Today was a better day. I seem to be relying on work days to give me a jolt of energy and snap me out of depression and into active mode. Which is good so far as it goes, but I worry about not having much positive in my life outside of work (my writing is positive, but as yesterday showed, the thought that I could/should be writing is not always depression-defeating). I also worry what will happen if my contract doesn’t get renewed past March.
I’m not sure if I’ve mentioned that my part of the library where I work is running an event/exhibition later this month for students from an art school. My line manager asked me to find material for it. The theme is ‘protest’ so I picked a load of pamphlets and books dating from the English Civil Wars and Interregnum, Chartism, Jewish emancipation debate and early editions of famous satirical novels (before everyone jumps on me, I was going to include women’s suffrage too, but my line manager said that was the theme last year and to avoid duplication). There was some other interesting material too, but I can’t really talk about it as it would make it more obvious (at least to some people) which university I’m working It’s a shame I can’t mention some of the unique material that would identify the university, as some of it is really interesting or exciting. In particular, we’re the semi-official archive for the papers of writer I really like, so it’s quite exciting to work with that.
I was talking my line manager and one of the curators through my choices today. My line manager has a PhD in history, but not in any of the periods I was dealing with and the curator I think didn’t have a direct history background. I was really nervous about talking to them and trying hard not to shake, but I think they liked it. To be honest, I hadn’t looked at the Civil Wars and Interregnum for nearly fifteen years (final year of my BA); Chartism for even longer (secondary school) so I probably made some mistakes, but it seemed to be good enough on the whole and my line manager was very pleased. I’m terrified of having to go through this again in a few weeks with a bunch of strangers (art students! Scary bohemian types, who probably drink pot and smoke acid!).
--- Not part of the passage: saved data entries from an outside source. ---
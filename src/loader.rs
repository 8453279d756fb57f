//! Background loading of the distribution table.
//!
//! [`spawn_load`] starts one tokio task that scans the whole table and sends
//! a single [`LoadOutcome`] back over a one-slot channel. The caller keeps a
//! [`PendingLoad`] and observes that outcome exactly once, either by awaiting
//! it or by polling from a UI loop.
//!
//! Loads cannot be cancelled and have no timeout. Dropping a `PendingLoad`
//! discards the result but the scan still runs to completion.

use std::time::Instant;

use async_channel::{Receiver, TryRecvError};
use tracing::{debug, warn};

use crate::db::Database;
use crate::record::Record;

/// What a finished load delivers to the foreground.
#[derive(Debug, Clone, PartialEq, Eq)]
pub enum LoadOutcome {
    /// The scan succeeded. The list may legitimately be empty.
    Loaded(Vec<Record>),
    /// The scan failed to prepare or step.
    Failed(String),
    /// There was no store to read from.
    Unavailable,
}

impl LoadOutcome {
    /// Rows to render; empty for failed or unavailable loads.
    #[must_use]
    pub fn records(&self) -> &[Record] {
        match self {
            Self::Loaded(records) => records,
            Self::Failed(_) | Self::Unavailable => &[],
        }
    }

    /// Whether the load completed against a working store.
    #[must_use]
    pub const fn is_loaded(&self) -> bool {
        matches!(self, Self::Loaded(_))
    }

    /// Short status text for a footer or log line.
    #[must_use]
    pub fn status_line(&self) -> String {
        match self {
            Self::Loaded(records) if records.is_empty() => "No distributions stored".to_string(),
            Self::Loaded(records) => format!("{} distributions", records.len()),
            Self::Failed(err) => format!("Load failed: {err}"),
            Self::Unavailable => "Database unavailable".to_string(),
        }
    }
}

/// Handle to a load in flight. Yields its outcome at most once.
#[derive(Debug)]
pub struct PendingLoad {
    receiver: Option<Receiver<LoadOutcome>>,
}

impl PendingLoad {
    /// Wait for the outcome.
    pub async fn wait(mut self) -> LoadOutcome {
        match self.receiver.take() {
            Some(receiver) => receiver.recv().await.unwrap_or_else(|_| lost_delivery()),
            None => lost_delivery(),
        }
    }

    /// Take the outcome if it has arrived. Returns `Some` only on the first
    /// successful call.
    pub fn try_take(&mut self) -> Option<LoadOutcome> {
        let receiver = self.receiver.as_ref()?;
        let outcome = match receiver.try_recv() {
            Ok(outcome) => outcome,
            Err(TryRecvError::Empty) => return None,
            Err(TryRecvError::Closed) => lost_delivery(),
        };
        self.receiver = None;
        Some(outcome)
    }

    /// Whether the outcome has already been taken.
    #[must_use]
    pub const fn is_delivered(&self) -> bool {
        self.receiver.is_none()
    }
}

fn lost_delivery() -> LoadOutcome {
    LoadOutcome::Failed("load task ended without delivering a result".to_string())
}

/// Start a background scan of the table.
///
/// Must be called from within a tokio runtime. With `db = None` the task
/// delivers [`LoadOutcome::Unavailable`].
#[must_use = "the outcome is only observable through the returned handle"]
pub fn spawn_load(db: Option<Database>) -> PendingLoad {
    let (sender, receiver) = async_channel::bounded(1);

    tokio::spawn(async move {
        let outcome = match db {
            Some(db) => {
                let started = Instant::now();
                match db.fetch_all().await {
                    Ok(records) => {
                        debug!(
                            "loaded {} records in {}",
                            records.len(),
                            humantime::format_duration(started.elapsed())
                        );
                        LoadOutcome::Loaded(records)
                    }
                    Err(e) => {
                        warn!("failed to load distributions: {e}");
                        LoadOutcome::Failed(e.to_string())
                    }
                }
            }
            None => LoadOutcome::Unavailable,
        };

        // The receiver may already be gone; nothing else to do then
        let _ = sender.send(outcome).await;
    });

    PendingLoad {
        receiver: Some(receiver),
    }
}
I did get a bit of a buzz from presenting, though. I’ve done public speaking in the past, but it’s something I haven’t done for a long time, because my previous experience was mostly in my old shul (synagogue); at the current one there aren’t opportunities to present and I would feel too inadequate and shy to do so if there were. I don’t lead services any more for the same reason. I do get something from presenting, though, even if I drive myself crazy with fear of shaking and over-analysing my mistakes.
Other than that, work was fairly straightforward today, except that there were severe train delays on the way in and I had to go via an alternative route. I was only a few minutes late in the end and I did work into my lunch to make up the time (and still ended up leaving late at the end of the day), but I wasn’t sure if I was supposed to tell anyone I was making up the time or if that just sounded silly and childish. My line manager wasn’t in when I arrived, so I told her line manager why I was late, but I wasn’t sure if that was the right thing to do or if I should have told my line manager when she arrived. It’s this kind of pragmatic social interaction that I find really difficult, being on the autism spectrum.
There were a couple of other moments of social awkwardness today, too trivial to mention, which could be plain old social anxiety and self-consciousness rather than autism, but I do feel like I’m in a world I don’t understand a lot of the time. I follow a blog written by the co-carer for a boy with autism and I was thinking recently of commenting to say that if he seems sometimes to be unintelligible to his carers, from his point of view everyone in the world is unintelligible, and then it hit me that that’s exactly how I feel, albeit with the caveat that my autism is not so severe and I’ve learnt masking and coping strategies over time and built empathy and perspective-taking skills.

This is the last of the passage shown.